*What to work on*. Can you return the records below exactly as they stand, but only from the first line through the one with "encrypted private key"?
START Extracted information
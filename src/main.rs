//! chaintun - reverse tunnel through a chain of SSH hosts
//!
//! Opens a listener on the last host of the chain and forwards every
//! connection accepted there to a local target, reconnecting forever.

mod config_file;

use anyhow::{Context, Result};
use chaintun_client::{HostKeyPolicy, Supervisor, Tunnel, TunnelConfig};
use clap::Parser;
use config_file::{expand_home, load_config_file, ConfigFile};
use std::fs;
use std::path::PathBuf;
use std::time::Duration;
use tokio_util::sync::CancellationToken;
use tracing::{info, warn};
use tracing_subscriber::{fmt, prelude::*, EnvFilter};

/// chaintun - reverse tunnel through a chain of SSH hosts
#[derive(Parser, Debug)]
#[command(name = "chaintun")]
#[command(about = "Reverse tunnel through a chain of SSH hosts")]
#[command(version = env!("GIT_TAG"))]
#[command(long_about = r#"
chaintun dials each --via host in order, every hop through the previous
one, asks the last host to listen on --remote-listen-addr and forwards
every connection accepted there to --target. When anything fails the
whole chain is torn down and dialed again after --reconnect.

EXAMPLES:
  # Expose local sshd on port 2222 of the inner host
  chaintun --key ~/.ssh/id_ed25519 \
    --via alice@bastion.example.com:22 \
    --via alice@10.0.0.5:22

  # Forward a local web server, reconnecting after 5 seconds
  chaintun --key ~/.ssh/id_ed25519 \
    --via alice@bastion.example.com:22 \
    --target localhost:8080 \
    --remote-listen-addr 0.0.0.0:8080 \
    --reconnect 5s

  # Use a config file
  chaintun --config chaintun.yaml --log-level debug

ENVIRONMENT VARIABLES:
  CHAINTUN_KEY                 Private key file
  CHAINTUN_KEY_PASSPHRASE      Passphrase of the private key
  CHAINTUN_TARGET              Target address to forward to (host:port)
  CHAINTUN_REMOTE_LISTEN_ADDR  Address to listen on at the last hop
"#)]
struct Args {
    /// Private key file used to authenticate with every hop
    #[arg(long, env = "CHAINTUN_KEY")]
    key: Option<PathBuf>,

    /// Passphrase of an encrypted private key
    #[arg(long, env = "CHAINTUN_KEY_PASSPHRASE", hide_env_values = true)]
    key_passphrase: Option<String>,

    /// Target address to forward connections to [default: localhost:22]
    #[arg(long, env = "CHAINTUN_TARGET")]
    target: Option<String>,

    /// Address to listen on at the last hop [default: localhost:2222]
    #[arg(long, env = "CHAINTUN_REMOTE_LISTEN_ADDR")]
    remote_listen_addr: Option<String>,

    /// Hop to tunnel through, user@host:port (repeat for each hop, in order)
    #[arg(long = "via", value_name = "USER@HOST:PORT")]
    via: Vec<String>,

    /// Wait before reconnecting, e.g. 30s, 2m, 500ms [default: 30s]
    #[arg(long, value_parser = parse_duration)]
    reconnect: Option<Duration>,

    /// Configuration file (YAML)
    #[arg(long, short = 'c')]
    config: Option<PathBuf>,

    /// known_hosts file used to verify hop host keys [default: ~/.ssh/known_hosts]
    #[arg(long, conflicts_with = "insecure_ignore_host_key")]
    known_hosts: Option<PathBuf>,

    /// Accept any host key (insecure, for development only)
    #[arg(long)]
    insecure_ignore_host_key: bool,

    /// Maximum number of concurrently forwarded connections
    #[arg(long)]
    max_connections: Option<usize>,

    /// Log level (trace, debug, info, warn, error); RUST_LOG takes precedence
    #[arg(long, default_value = "info")]
    log_level: String,
}

/// Parse `500ms`, `30s`, `2m`, `1h` or a bare number of seconds
fn parse_duration(s: &str) -> Result<Duration, String> {
    let s = s.trim();
    let split = s.find(|c: char| !c.is_ascii_digit()).unwrap_or(s.len());
    let (value, unit) = s.split_at(split);

    let value: u64 = value
        .parse()
        .map_err(|_| format!("invalid duration: '{}'", s))?;

    let seconds_per_unit = match unit {
        "ms" => return Ok(Duration::from_millis(value)),
        "" | "s" => 1,
        "m" => 60,
        "h" => 3600,
        _ => {
            return Err(format!(
                "invalid duration unit in '{}' (expected ms, s, m or h)",
                s
            ))
        }
    };

    value
        .checked_mul(seconds_per_unit)
        .map(Duration::from_secs)
        .ok_or_else(|| format!("duration out of range: '{}'", s))
}

/// Setup logging; RUST_LOG wins over --log-level
fn setup_logging(log_level: &str) -> Result<()> {
    let filter = match EnvFilter::try_from_default_env() {
        Ok(filter) => filter,
        Err(_) => EnvFilter::try_new(log_level)
            .with_context(|| format!("Invalid log level: {}", log_level))?,
    };

    tracing_subscriber::registry()
        .with(fmt::layer().with_target(true).with_thread_ids(false))
        .with(filter)
        .init();

    Ok(())
}

/// Merge CLI args with config file, giving precedence to CLI args
fn build_tunnel_config(args: Args) -> Result<TunnelConfig> {
    let file = match &args.config {
        Some(path) => {
            info!("Loading configuration from: {}", path.display());
            load_config_file(path)?
        }
        None => ConfigFile::default(),
    };

    let key_path = args
        .key
        .or(file.key)
        .map(|path| expand_home(&path))
        .context("Private key is required (use --key or config file)")?;

    let private_key = fs::read_to_string(&key_path)
        .with_context(|| format!("Failed to read private key: {}", key_path.display()))?;

    let key_passphrase = match (args.key_passphrase, &file.key_passphrase_env) {
        (Some(passphrase), _) => Some(passphrase),
        (None, Some(var)) => Some(
            std::env::var(var)
                .with_context(|| format!("Environment variable {} not set", var))?,
        ),
        (None, None) => None,
    };

    let reconnect_wait = match (args.reconnect, &file.reconnect) {
        (Some(wait), _) => Some(wait),
        (None, Some(raw)) => Some(parse_duration(raw).map_err(anyhow::Error::msg)?),
        (None, None) => None,
    };

    let host_key_policy = if args.insecure_ignore_host_key {
        HostKeyPolicy::AcceptAny
    } else if let Some(path) = args.known_hosts {
        HostKeyPolicy::known_hosts_file(expand_home(&path))
    } else {
        file.host_key_policy.unwrap_or_default()
    };

    let mut builder = TunnelConfig::builder()
        .private_key(private_key)
        .key_passphrase(key_passphrase)
        .host_key_policy(host_key_policy)
        .max_connections(args.max_connections.or(file.max_connections));

    if let Some(target) = args.target.or(file.target) {
        builder = builder.target(target);
    }
    if let Some(addr) = args.remote_listen_addr.or(file.remote_listen_addr) {
        builder = builder.remote_listen_addr(addr);
    }
    if let Some(wait) = reconnect_wait {
        builder = builder.reconnect_wait(wait);
    }

    // Hops from the command line replace the ones in the file
    if args.via.is_empty() {
        for hop in file.via {
            builder = builder.hop(hop);
        }
    } else {
        for hop in args.via {
            builder = builder.via(hop);
        }
    }

    builder.build().context("Invalid tunnel configuration")
}

#[tokio::main]
async fn main() -> Result<()> {
    let args = Args::parse();

    setup_logging(&args.log_level)?;

    info!(
        version = env!("GIT_TAG"),
        commit = env!("GIT_HASH"),
        built = env!("BUILD_TIME"),
        "chaintun starting"
    );

    let config = build_tunnel_config(args)?;

    let hops: Vec<String> = config.hops.iter().map(ToString::to_string).collect();
    info!("Hops: {}", hops.join(" -> "));
    info!("Remote listen address: {}", config.remote_listen_addr);
    info!("Target: {}", config.target);
    if config.host_key_policy.is_insecure() {
        warn!("Host key verification disabled (insecure mode)");
    }

    let tunnel = Tunnel::new(config).context("Failed to create tunnel")?;
    let supervisor = Supervisor::new(tunnel);

    let shutdown = CancellationToken::new();
    let ctrl_c_token = shutdown.clone();
    tokio::spawn(async move {
        if tokio::signal::ctrl_c().await.is_ok() {
            info!("Received Ctrl+C, shutting down...");
        }
        ctrl_c_token.cancel();
    });

    supervisor.run(shutdown).await;

    info!("chaintun stopped");
    Ok(())
}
END Extracted information
*Answer section*.
filename src/main.rs
//! chaintun - reverse tunnel through a chain of SSH hosts
//!
//! Opens a listener on the last host of the chain and forwards every
//! connection accepted there to a local target, reconnecting forever.

mod config_file;

use anyhow::{Context, Result};
use chaintun_client::{HostKeyPolicy, Supervisor, Tunnel, TunnelConfig};
use clap::Parser;
use config_file::{expand_home, load_config_file, ConfigFile};
use std::fs;
use std::path::PathBuf;
use std::time::Duration;
use tokio_util::sync::CancellationToken;
use tracing::{info, warn};
use tracing_subscriber::{fmt, prelude::*, EnvFilter};

/// chaintun - reverse tunnel through a chain of SSH hosts
#[derive(Parser, Debug)]
#[command(name = "chaintun")]
#[command(about = "Reverse tunnel through a chain of SSH hosts")]
#[command(version = env!("GIT_TAG"))]
#[command(long_about = r#"
chaintun dials each --via host in order, every hop through the previous
one, asks the last host to listen on --remote-listen-addr and forwards
every connection accepted there to --target. When anything fails the
whole chain is torn down and dialed again after --reconnect.

EXAMPLES:
  # Expose local sshd on port 2222 of the inner host
  chaintun --key ~/.ssh/id_ed25519 \
    --via alice@bastion.example.com:22 \
    --via alice@10.0.0.5:22

  # Forward a local web server, reconnecting after 5 seconds
  chaintun --key ~/.ssh/id_ed25519 \
    --via alice@bastion.example.com:22 \
    --target localhost:8080 \
    --remote-listen-addr 0.0.0.0:8080 \
    --reconnect 5s

  # Use a config file
  chaintun --config chaintun.yaml --log-level debug

ENVIRONMENT VARIABLES:
  CHAINTUN_KEY                 Private key file
  CHAINTUN_KEY_PASSPHRASE      Passphrase of the private key
  CHAINTUN_TARGET              Target address to forward to (host:port)
  CHAINTUN_REMOTE_LISTEN_ADDR  Address to listen on at the last hop
"#)]
struct Args {
    /// Private key file used to authenticate with every hop
    #[arg(long, env = "CHAINTUN_KEY")]
    key: Option<PathBuf>,

    /// Passphrase of an encrypted private key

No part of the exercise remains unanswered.